2026: The year of NIH syndrome

Not invented here syndrome will be on steroids in year 2026

Published: Jan 5, 2026 | Reading time: ~3 min
intro.md
Let's start with some nostalgia

It was the year 2014; hadoop is on the rise, containers were new, and mesosphere and kubernetes were just around the corner. Everyone was exploring their cloud strategies.

Every growing internet company believed their technical challenges were unique but common. You would hear about some framework by netflix, or data pipeline by linkedin or spotify, or some microservice architecture by uber. Everyone was building their own internal tools to solve problems, were reinventing the the wheel every time.

This not-invented-here syndrome was rampant in the industry. Cloud caught on, and companies started adopting AWS, GCP, Azure. The culture of building these tools disappeared slowly as managed services took over. As a system engineer, there was joy in building these systems, but organizations always made an argument to buy rather than build, as ToC was lower, and was faster.

But here's my hot take - NIH syndrome is going to be back, and it's on steroids in the year 2026.
why-now.md
Why now?

Let me start with the fact that I was not an AI believer.

In early 2023, I was skeptical about the AI hype. I believed that AI was overhyped and that it would not have a significant impact on the industry.

As the model improves, agents get better, and the ecosystem matures. I think the debate of build vs buy, ToC starts to shift.
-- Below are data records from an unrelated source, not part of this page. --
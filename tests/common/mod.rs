//! Shared test scaffolding for checker test suites

pub mod fixtures;
pub mod helpers;

pub use fixtures::TestFixtures;
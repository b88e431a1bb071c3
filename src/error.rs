//! Checker-specific error types

use thiserror::Error;

#[derive(Error, Debug)]
pub enum CheckerError {
    #[error("Failed to acquire browser session: {message}")]
    SessionAcquisition { message: String },

    #[error("Session fault before any branch was checked: {message}")]
    SessionFault { message: String },

    #[error("Page query failed: {message}")]
    PageQuery { message: String },

    #[error("Report delivery failed: {message}")]
    ReportDelivery { message: String },

    #[error("Configuration error: {field}: {message}")]
    Configuration { field: String, message: String },

    #[error("I/O error: {0}")]
    Io(#[from] std::io::Error),

    #[error("JSON serialization error: {0}")]
    Json(#[from] serde_json::Error),
}

impl CheckerError {
    pub fn config(field: impl Into<String>, message: impl Into<String>) -> Self {
        CheckerError::Configuration {
            field: field.into(),
            message: message.into(),
        }
    }

    pub fn page(message: impl Into<String>) -> Self {
        CheckerError::PageQuery {
            message: message.into(),
        }
    }
}

pub type CheckerResult<T> = Result<T, CheckerError>;
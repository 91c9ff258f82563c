//! Route definitions.
//!
//! The public ordering flow lives at the root (`/c/{token}/...`), matching
//! the URLs printed on campaign invitations; the admin surface is nested
//! under `/api/v1/admin` and fronted by the deployment's own auth.

pub mod admin;
pub mod health;
pub mod shop;

use axum::Router;

use crate::state::AppState;

/// Build the `/api/v1` route tree.
pub fn api_routes() -> Router<AppState> {
    Router::new().nest("/admin", admin::router())
}
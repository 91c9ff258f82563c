//! Repository for the `campaigns` table.

use sqlx::PgPool;
use uuid::Uuid;
use webaction_core::types::DbId;

use crate::models::campaign::{Campaign, CreateCampaign, UpdateCampaign};

const COLUMNS: &str = "id, token, name, country, starts_on, ends_on, is_active, \
     assignment_mode, order_password, order_type, deferred_delivery, delivery_on, \
     created_at, updated_at";

/// CRUD operations for campaigns.
pub struct CampaignRepo;

impl CampaignRepo {
    /// Insert a new campaign, returning the created row (with its generated
    /// public token).
    pub async fn create(pool: &PgPool, input: &CreateCampaign) -> Result<Campaign, sqlx::Error> {
        let query = format!(
            "INSERT INTO campaigns \
                (name, country, starts_on, ends_on, is_active, assignment_mode, \
                 order_password, order_type, deferred_delivery, delivery_on) \
             VALUES ($1, $2, $3, $4, COALESCE($5, true), $6, $7, $8, COALESCE($9, false), $10) \
             RETURNING {COLUMNS}"
        );
        sqlx::query_as::<_, Campaign>(&query)
            .bind(&input.name)
            .bind(&input.country)
            .bind(input.starts_on)
            .bind(input.ends_on)
            .bind(input.is_active)
            .bind(&input.assignment_mode)
            .bind(&input.order_password)
            .bind(&input.order_type)
            .bind(input.deferred_delivery)
            .bind(input.delivery_on)
            .fetch_one(pool)
            .await
    }

    /// Find a campaign by its internal ID.
    pub async fn find_by_id(pool: &PgPool, id: DbId) -> Result<Option<Campaign>, sqlx::Error> {
        let query = format!("SELECT {COLUMNS} FROM campaigns WHERE id = $1");
        sqlx::query_as::<_, Campaign>(&query)
            .bind(id)
            .fetch_optional(pool)
            .await
    }

    /// Find a campaign by its opaque public token (the URL segment visitors
    /// use).
    pub async fn find_by_token(
        pool: &PgPool,
        token: Uuid,
    ) -> Result<Option<Campaign>, sqlx::Error> {
        let query = format!("SELECT {COLUMNS} FROM campaigns WHERE token = $1");
        sqlx::query_as::<_, Campaign>(&query)
            .bind(token)
            .fetch_optional(pool)
            .await
    }

    /// List all campaigns, newest window first.
    pub async fn list(pool: &PgPool) -> Result<Vec<Campaign>, sqlx::Error> {
        let query = format!("SELECT {COLUMNS} FROM campaigns ORDER BY starts_on DESC, id DESC");
        sqlx::query_as::<_, Campaign>(&query).fetch_all(pool).await
    }

    /// Update a campaign. Only non-`None` fields are applied.
    pub async fn update(
        pool: &PgPool,
        id: DbId,
        input: &UpdateCampaign,
    ) -> Result<Option<Campaign>, sqlx::Error> {
        let query = format!(
            "UPDATE campaigns SET \
                name = COALESCE($2, name), \
                country = COALESCE($3, country), \
                starts_on = COALESCE($4, starts_on), \
                ends_on = COALESCE($5, ends_on), \
                is_active = COALESCE($6, is_active), \
                assignment_mode = COALESCE($7, assignment_mode), \
                order_password = COALESCE($8, order_password), \
                order_type = COALESCE($9, order_type), \
                deferred_delivery = COALESCE($10, deferred_delivery), \
                delivery_on = COALESCE($11, delivery_on), \
                updated_at = now() \
             WHERE id = $1 \
             RETURNING {COLUMNS}"
        );
        sqlx::query_as::<_, Campaign>(&query)
            .bind(id)
            .bind(&input.name)
            .bind(&input.country)
            .bind(input.starts_on)
            .bind(input.ends_on)
            .bind(input.is_active)
            .bind(&input.assignment_mode)
            .bind(&input.order_password)
            .bind(&input.order_type)
            .bind(input.deferred_delivery)
            .bind(input.delivery_on)
            .fetch_optional(pool)
            .await
    }
}
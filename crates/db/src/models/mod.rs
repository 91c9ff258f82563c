//! Row structs and request DTOs.
//!
//! Row structs derive `FromRow` + `Serialize`; `Create*`/`Update*` DTOs
//! derive `Deserialize` (and `Validate` where field-level constraints apply).
//! Cross-field invariants are validated in `webaction_core`.

pub mod campaign;
pub mod customer;
pub mod item;
pub mod order;
//! Shared response envelope types for API handlers.
//!
//! Read endpoints use a `{ "data": ... }` envelope; cart mutation endpoints
//! use the `{ "success": ..., "cart": ..., "error": ... }` shape the
//! storefront consumes.

use serde::Serialize;

/// Standard `{ "data": T }` response envelope.
#[derive(Debug, Serialize)]
pub struct DataResponse<T: Serialize> {
    pub data: T,
}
You now have the ability to build internal tools for every specific problem of the organization in a verticalized manner. With opus, sonnet, gpt 5.2, gemini 3, you can do it to a point that you don't even need a developer to build these internal solution, a product manager or an analyst might suffice.

The cost of building these tools will be lower than buying a SaaS solutions, and the time to market will be faster.

The control, customization, and integration with existing systems is going to be better.

So, in 2026, I believe NIH syndrome is going to be on steroids.